//! Core domain types and utilities for the switchyard workflow platform.
//!
//! This crate provides the foundational ID types and error handling used
//! throughout the switchyard workflow execution core.

pub mod error;
pub mod id;

pub use error::Result;
pub use id::{ExecutionId, NodeExecutionId, ParseIdError, TriggerId, WorkflowId};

**Assigned task:**
Each entry above is to be transcribed word for word.

**Response box:**
//! Core domain types and utilities for the switchyard workflow platform.
//!
//! This crate provides the foundational ID types and error handling used
//! throughout the switchyard workflow execution core.

pub mod error;
pub mod id;

pub use error::Result;
pub use id::{ExecutionId, NodeExecutionId, ParseIdError, TriggerId, WorkflowId};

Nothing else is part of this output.